Pay-per-view chronology
| ← Previous Sin Salida | Next → Fantastica Mania |

Sin Piedad chronology
| ← Previous 2017 | Next → 2019 |

= Sin Piedad (2018) =

2018 Mexican professional wrestling supercard show

Sin Piedad (2018) (Spanish for "No Mercy") was a major professional wrestling event produced by the Mexican Lucha Libre promotion Consejo Mundial de Lucha Libre (CMLL). The Sin Piedad show took place on January 1, 2018 in Arena México, Mexico City, Mexico. The 2018 Sin Piedad was the 14th event under the Sin Piedad name and the third year in a row CMLL has held the show on New Year's Day.
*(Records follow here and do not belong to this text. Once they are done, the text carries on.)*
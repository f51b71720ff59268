//! Concrete collaborators for the engine.
//!
//! Payment provider protocols, email delivery and the storefront's pricing admin all live outside this service. These
//! implementations are the thin seams where they plug in.
pub mod audit_hooks;
pub mod file_pricing;
pub mod log_notifier;
pub mod deferred_payments;

pub use audit_hooks::create_audit_event_handlers;
pub use deferred_payments::DeferredPaymentProvider;
pub use file_pricing::FilePricingConfig;
pub use log_notifier::LogNotifier;
use std::fmt::Debug;

use chrono::{NaiveDate, Utc};
use log::*;

use crate::{
    amendment_plan::{plan_amendments, LatePricing, RequestedAmendment},
    db_types::{Order, OrderNumber},
    engine_api::{policy::LifecyclePolicy, publish_status_events},
    events::{EventProducers, OrderModifiedEvent},
    state_machine::{check_action, OrderAction},
    traits::{InventoryManagement, LifecycleDatabase, LifecycleError, PricingConfigSource},
};

/// Customer edits to an existing order.
///
/// An edit always carries the complete desired set of amendments. Quantity that was already committed keeps the price
/// it was added at; only the increase is priced at today's price (with the late-addition multiplier inside the late
/// window). Inventory is adjusted by the net change per unit in the same transaction that swaps the rows.
pub struct AmendmentApi<B, C> {
    db: B,
    pricing: C,
    policy: LifecyclePolicy,
    producers: EventProducers,
}

impl<B, C> Debug for AmendmentApi<B, C> {
    fn fmt(&self, f: &mut std::fmt::Formatter<'_>) -> std::fmt::Result {
        write!(f, "AmendmentApi")
    }
}

impl<B, C> AmendmentApi<B, C> {
    pub fn new(db: B, pricing: C, policy: LifecyclePolicy, producers: EventProducers) -> Self {
        Self { db, pricing, policy, producers }
    }
}

impl<B, C> AmendmentApi<B, C>
where
    B: LifecycleDatabase + InventoryManagement,
    C: PricingConfigSource,
{
    /// Replaces the order's amendments with `requested`.
    ///
    /// If `expected_version` is given and the order has moved on since, the edit is refused with
    /// [`LifecycleError::ConcurrentModification`]. Without it, the version read here is used, which still protects
    /// against an edit racing between this read and the write.
    pub async fn amend(
        &self,
        order_number: &OrderNumber,
        expected_version: Option<i64>,
        requested: Vec<RequestedAmendment>,
        today: NaiveDate,
    ) -> Result<Order, LifecycleError> {
        let order = self
            .db
            .fetch_order(order_number)
            .await?
            .ok_or_else(|| LifecycleError::OrderNotFound(order_number.to_string()))?;
        check_action(&order, OrderAction::Amend)?;
        if let Some(expected) = expected_version {
            if expected != order.version {
                debug!("✏️ Order {order_number} is at version {}, but the edit expected {expected}", order.version);
                return Err(LifecycleError::ConcurrentModification(order_number.clone()));
            }
        }
        self.check_units(&order, &requested).await?;
        let existing = self.db.fetch_amendments(order.id).await?;
        let config = self.pricing.pricing_config().await?;
        let days_to_fulfillment = (order.fulfillment_date - today).num_days();
        let late = LatePricing {
            in_late_window: self.policy.is_late_addition(days_to_fulfillment),
            multiplier_pct: self.policy.late_addition_multiplier_pct,
        };
        let plan = plan_amendments(&existing, &requested, &config, late, Utc::now())?;
        if plan.is_noop(&existing) {
            debug!("✏️ Amendment to order {order_number} changes nothing");
            return Ok(order);
        }
        if plan.decreased {
            let policy = self.policy.decrease_policy(order.product_line);
            if let Some(reason) = policy.refusal(order.status, days_to_fulfillment) {
                info!("✏️ Refused to reduce quantities on order {order_number} ({policy}). {reason}");
                return Err(LifecycleError::DecreaseNotAllowed(reason));
            }
        }
        trace!("✏️ Amendment plan for {order_number}: {plan:?}");
        let due_date = self.policy.remainder_due_date(order.fulfillment_date, today);
        let updated = self.db.apply_amendment_plan(order.id, order.version, plan, due_date).await?;
        info!(
            "✏️ Order {order_number} amended. Amendments total {} -> {}. Remainder {} -> {}. Status {} -> {}",
            order.amendments_total,
            updated.amendments_total,
            order.remainder_amount,
            updated.remainder_amount,
            order.status,
            updated.status
        );
        self.producers.publish_order_modified(OrderModifiedEvent::new(order.clone(), updated.clone())).await;
        publish_status_events(&self.producers, &order, &updated).await;
        Ok(updated)
    }

    /// Switches the order to another delivery method at today's fee for it. The difference lands on the remainder.
    ///
    /// Delivery fees are collected with the deposit, so a cheaper method can only be taken while the remainder still
    /// covers the saving. Beyond that the money has already been collected, and the change is refused with
    /// [`LifecycleError::DecreaseNotAllowed`].
    pub async fn change_delivery_method(
        &self,
        order_number: &OrderNumber,
        expected_version: Option<i64>,
        delivery_method: &str,
        today: NaiveDate,
    ) -> Result<Order, LifecycleError> {
        let order = self
            .db
            .fetch_order(order_number)
            .await?
            .ok_or_else(|| LifecycleError::OrderNotFound(order_number.to_string()))?;
        check_action(&order, OrderAction::Amend)?;
        if let Some(expected) = expected_version {
            if expected != order.version {
                debug!("🚚️ Order {order_number} is at version {}, but the change expected {expected}", order.version);
                return Err(LifecycleError::ConcurrentModification(order_number.clone()));
            }
        }
        if order.delivery_method == delivery_method {
            debug!("🚚️ Order {order_number} is already on {delivery_method} delivery");
            return Ok(order);
        }
        let config = self.pricing.pricing_config().await?;
        let fee = config.delivery_fee_with_handling(order.product_line, delivery_method, order.fresh)?;
        let new_total = order.total_amount - order.delivery_fee + fee;
        if new_total < order.deposit_amount {
            let reason = format!(
                "Switching to {delivery_method} saves {}, but only {} is still outstanding",
                order.delivery_fee - fee,
                order.remainder_amount
            );
            info!("🚚️ Refused to change delivery on order {order_number}. {reason}");
            return Err(LifecycleError::DecreaseNotAllowed(reason));
        }
        let due_date = self.policy.remainder_due_date(order.fulfillment_date, today);
        let updated =
            self.db.apply_delivery_change(order.id, order.version, delivery_method, fee, due_date).await?;
        info!(
            "🚚️ Order {order_number} moved from {} to {} delivery. Fee {} -> {}. Remainder {} -> {}",
            order.delivery_method,
            updated.delivery_method,
            order.delivery_fee,
            updated.delivery_fee,
            order.remainder_amount,
            updated.remainder_amount
        );
        self.producers.publish_order_modified(OrderModifiedEvent::new(order.clone(), updated.clone())).await;
        publish_status_events(&self.producers, &order, &updated).await;
        Ok(updated)
    }

    async fn check_units(&self, order: &Order, requested: &[RequestedAmendment]) -> Result<(), LifecycleError> {
        for r in requested {
            let Some(unit_id) = r.inventory_unit_id else { continue };
            let unit = self
                .db
                .fetch_unit(unit_id)
                .await?
                .ok_or_else(|| LifecycleError::InventoryUnitNotFound(unit_id.to_string()))?;
            if let (Some(ours), Some(theirs)) = (&order.delivery_week, &unit.delivery_week) {
                if ours != theirs {
                    return Err(LifecycleError::MixedDeliveryWeeks(format!(
                        "Order {} is delivered in {ours}, but {} is delivered in {theirs}",
                        order.order_number, unit.code
                    )));
                }
            }
        }
        Ok(())
    }
}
The main event was a traditional Lucha de Apuestas, or "bet match", where long time rivals Sam Adonis and Negro Casas put their hair on the line. When Casas won the third and deciding fall Adonis was forced to have all his hair shaved off. The undercard featured five additional matches, four best two-out-of-three falls six-man "Lucha Libre rules" tag team match and one Best two-out-of-three falls tag team match

==Production==
===Background===
The Mexican wrestling company Consejo Mundial de Lucha Libre (Spanish for "World Wrestling Council"; CMLL) has held a number of major shows over the years using the moniker Sin Piedad ("No Pity" or "No Mercy"). CMLL has intermittently held a show billed specifically as Sin Piedad since 2000, primarily using the name for their "end of the year" show in December, although once they held a Sin Piedad show in August as well. CMLL has on occasion used a different name for the end-of-year show but Sin Piedad is the most commonly used name. All Sin Piedad shows have been held in Arena México in Mexico City, Mexico which is CMLL's main venue, its "home". The 2018 Sin Piedad was the third first show to be held on New Year's Day after being held on the same day in 2016 and 2017.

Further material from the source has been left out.